Enhancing generalization in diabetic retinopathy grading through MixUp augmentation and transfer learning
摘要
Diabetic retinopathy (DR) is considered a common and serious complication of diabetes, leading to preventable blindness worldwide. Early detection is thus essential, but manual grading by ophthalmologists is time-consuming, expensive, and inherently variable. Deep learning for automatic DR screening has therefore attracted considerable attention as a promising alternative. In this paper, we aim to clarify how each stage of the learning pipeline contributes to the overall performance and generalization of diabetic retinopathy classifiers.Thus, we bring in a three-stage workflow, which is our solution to the issues raised by the scarcity of medical imaging data.

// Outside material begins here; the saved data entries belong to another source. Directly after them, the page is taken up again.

use async_trait::async_trait;
use bson::{Bson, Document, doc, oid::ObjectId};
use chrono::{DateTime, Utc};
use futures::TryStreamExt;
use mongodb::{Collection, Database, IndexModel, options::FindOptions};
use std::sync::Arc;
use tracing::{debug, warn};

use crate::domain;
use domain::{
    entities::live_streams::LiveStreamEntity,
    errors::{RepositoryError, RepositoryResult},
    repositories::live_streams::LiveStreamRepository,
    value_objects::live_streams::{CreateLiveStreamModel, UpdateLiveStreamModel},
};

pub const DEFAULT_LIVE_STREAM_COLLECTION: &str = "livestreams";

const ID: &str = "_id";
const NAME: &str = "name";
const PUBLISHER_ID: &str = "publisher_id";
const STREAM_KEY: &str = "stream_key";
const LIVE_STREAM_STATUS: &str = "live_stream_status";
const UPDATED_AT: &str = "updated_at";

pub struct LiveStreamMongo {
    db: Arc<Database>,
    collection_name: String,
}

impl LiveStreamMongo {
    pub fn new(db: Arc<Database>, collection_name: impl Into<String>) -> Self {
        Self {
            db,
            collection_name: collection_name.into(),
        }
    }

    pub fn collection_name(&self) -> &str {
        &self.collection_name
    }

    /// Creates the secondary indexes used by the lookups. Safe to call on every start.
    pub async fn setup_collection(&self) -> Result<(), mongodb::error::Error> {
        let collection = self.collection();

        for field in [PUBLISHER_ID, NAME, STREAM_KEY, LIVE_STREAM_STATUS] {
            let mut keys = Document::new();
            keys.insert(field, 1);

            collection
                .create_index(IndexModel::builder().keys(keys).build(), None)
                .await?;
        }

        Ok(())
    }

    // Reads go through raw documents so a missing match and a malformed match stay distinct.
    fn collection(&self) -> Collection<Document> {
        self.db.collection(&self.collection_name)
    }

    async fn find_one_by(
        &self,
        operation: &'static str,
        field: &'static str,
        value: Bson,
    ) -> RepositoryResult<LiveStreamEntity> {
        let shown = displayed_value(field, &value);
        let target = format!("{field} = {shown}");
        let mut filter = Document::new();
        filter.insert(field, value);

        let document = self
            .collection()
            .find_one(filter, None)
            .await
            .map_err(RepositoryError::persistence(operation, &target))?;

        match document {
            Some(document) => {
                bson::from_document(document).map_err(RepositoryError::decode(operation, target))
            }
            None => {
                warn!(operation, field, "live stream not found");
                Err(RepositoryError::not_found(operation, field, shown))
            }
        }
    }

    async fn find_many_by(
        &self,
        operation: &'static str,
        target: &str,
        filter: Document,
        options: Option<FindOptions>,
    ) -> RepositoryResult<Vec<LiveStreamEntity>> {
        let documents = self
            .collection()
            .find(filter, options)
            .await
            .map_err(RepositoryError::persistence(operation, target))?
            .try_collect::<Vec<Document>>()
            .await
            .map_err(RepositoryError::persistence(operation, target))?;

        debug!(operation, count = documents.len(), "live streams fetched");

        documents
            .into_iter()
            .map(|document| {
                bson::from_document(document).map_err(RepositoryError::decode(operation, target))
            })
            .collect()
    }

    async fn update_one_by_id(
        &self,
        operation: &'static str,
        id: ObjectId,
        update: Document,
    ) -> RepositoryResult<()> {
        let result = self
            .collection()
            .update_one(doc! { "_id": id }, update, None)
            .await
            .map_err(RepositoryError::persistence(operation, id_target(id)))?;

        check_single_modification(operation, id, result.matched_count, result.modified_count)
    }
}

#[async_trait]
impl LiveStreamRepository for LiveStreamMongo {
    async fn create(
        &self,
        create_live_stream_model: CreateLiveStreamModel,
    ) -> RepositoryResult<ObjectId> {
        let entity = LiveStreamEntity::new(create_live_stream_model, Utc::now());

        self.db
            .collection::<LiveStreamEntity>(&self.collection_name)
            .insert_one(&entity, None)
            .await
            .map_err(RepositoryError::persistence("create", id_target(entity.id)))?;

        debug!(id = %entity.id, publisher_id = %entity.publisher_id, "live stream created");

        Ok(entity.id)
    }

    async fn delete(&self, id: ObjectId) -> RepositoryResult<()> {
        let result = self
            .collection()
            .delete_one(doc! { "_id": id }, None)
            .await
            .map_err(RepositoryError::persistence("delete", id_target(id)))?;

        if result.deleted_count != 1 {
            warn!(%id, deleted = result.deleted_count, "delete: live stream not found");
            return Err(RepositoryError::not_found("delete", ID, id.to_hex()));
        }

        debug!(%id, "live stream deleted");
        Ok(())
    }

    async fn delete_all_by_publisher(&self, publisher_id: ObjectId) -> RepositoryResult<()> {
        let result = self
            .collection()
            .delete_many(doc! { "publisher_id": publisher_id }, None)
            .await
            .map_err(RepositoryError::persistence(
                "delete_all_by_publisher",
                format!("{PUBLISHER_ID} = {}", publisher_id.to_hex()),
            ))?;

        debug!(%publisher_id, deleted = result.deleted_count, "publisher live streams deleted");
        Ok(())
    }

    async fn set_fields(&self, id: ObjectId, fields: Document) -> RepositoryResult<()> {
        if fields.is_empty() {
            debug!(%id, "set_fields: no fields given, only updated_at is written");
        }

        let update = set_fields_update(fields, Utc::now());
        self.update_one_by_id("set_fields", id, update).await
    }

    async fn set_status(&self, id: ObjectId, live: bool) -> RepositoryResult<()> {
        self.set_fields(id, UpdateLiveStreamModel::status(live).into())
            .await
    }

    async fn set_name(&self, id: ObjectId, name: String) -> RepositoryResult<()> {
        self.set_fields(id, UpdateLiveStreamModel::name(name).into())
            .await
    }

    async fn increment_viewer_count(&self, id: ObjectId) -> RepositoryResult<()> {
        let update = viewer_count_update(1, Utc::now());
        self.update_one_by_id("increment_viewer_count", id, update)
            .await
    }

    async fn decrement_viewer_count(&self, id: ObjectId) -> RepositoryResult<()> {
        let update = viewer_count_update(-1, Utc::now());
        self.update_one_by_id("decrement_viewer_count", id, update)
            .await
    }

    async fn find_by_id(&self, id: ObjectId) -> RepositoryResult<LiveStreamEntity> {
        self.find_one_by("find_by_id", ID, Bson::ObjectId(id)).await
    }

    async fn find_by_name(&self, name: String) -> RepositoryResult<LiveStreamEntity> {
        self.find_one_by("find_by_name", NAME, Bson::String(name))
            .await
    }

    async fn find_by_stream_key(&self, stream_key: String) -> RepositoryResult<LiveStreamEntity> {
        self.find_one_by("find_by_stream_key", STREAM_KEY, Bson::String(stream_key))
            .await
    }

    async fn list_by_publisher(
        &self,
        publisher_id: ObjectId,
    ) -> RepositoryResult<Vec<LiveStreamEntity>> {
        self.find_many_by(
            "list_by_publisher",
            &format!("{PUBLISHER_ID} = {}", publisher_id.to_hex()),
            doc! { "publisher_id": publisher_id },
            None,
        )
        .await
    }

    async fn list_feed(&self, max_count: u32) -> RepositoryResult<Vec<LiveStreamEntity>> {
        // A limit of 0 means "no limit" to MongoDB.
        if max_count == 0 {
            return Ok(Vec::new());
        }

        let options = FindOptions::builder()
            .limit(Some(i64::from(max_count)))
            .build();

        self.find_many_by(
            "list_feed",
            "live_stream_status = true",
            doc! { "live_stream_status": true },
            Some(options),
        )
        .await
    }

    // TODO: replace with paginated listing once callers stop relying on the full dump.
    async fn list_all(&self) -> RepositoryResult<Vec<LiveStreamEntity>> {
        self.find_many_by("list_all", "all live streams", Document::new(), None)
            .await
    }
}

fn set_fields_update(mut fields: Document, now: DateTime<Utc>) -> Document {
    fields.insert(UPDATED_AT, bson::DateTime::from_chrono(now));
    doc! { "$set": fields }
}

fn viewer_count_update(delta: i64, now: DateTime<Utc>) -> Document {
    doc! {
        "$set": { "updated_at": bson::DateTime::from_chrono(now) },
        "$inc": { "viewer_count": delta },
    }
}

fn check_single_modification(
    operation: &'static str,
    id: ObjectId,
    matched: u64,
    modified: u64,
) -> RepositoryResult<()> {
    if matched == 0 {
        warn!(operation, %id, "live stream not found");
        return Err(RepositoryError::not_found(operation, ID, id.to_hex()));
    }

    if modified != 1 {
        warn!(operation, %id, matched, modified, "unexpected modification count");
        return Err(RepositoryError::UnexpectedModificationCount {
            operation,
            id,
            modified,
        });
    }

    Ok(())
}

fn id_target(id: ObjectId) -> String {
    format!("{ID} = {}", id.to_hex())
}

fn displayed_value(field: &str, value: &Bson) -> String {
    match value {
        // Stream keys authenticate publishers; keep them out of errors and logs.
        _ if field == STREAM_KEY => "<redacted>".to_string(),
        Bson::String(value) => value.clone(),
        Bson::ObjectId(id) => id.to_hex(),
        other => other.to_string(),
    }
}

We first improve the quality of retinal images by implementing specially designed preprocessing, which is a cropping strategy that not only helps in noise reduction but also focuses on the regions that are clinically relevant. In the next step, we overcome the problem of limited data by the use of MixUp augmentation, which not only extends the training distribution but also makes the learning more stable. At last, a transfer-learning approach is put into effect to make use of the power of the pretrained models in terms of their representational ability and to adapt them for the task of multi-class DR diagnosis.Our approach is evaluated on a publicly available DR dataset. The proposed model shows substantial improvement in robustness and accuracy, achieving 94.36% overall accuracy and 99% precision, recall, and F1-score across severity classes. These results reveal the potential of the proposed workflow for reliable, scalable, early DR detection in clinical settings.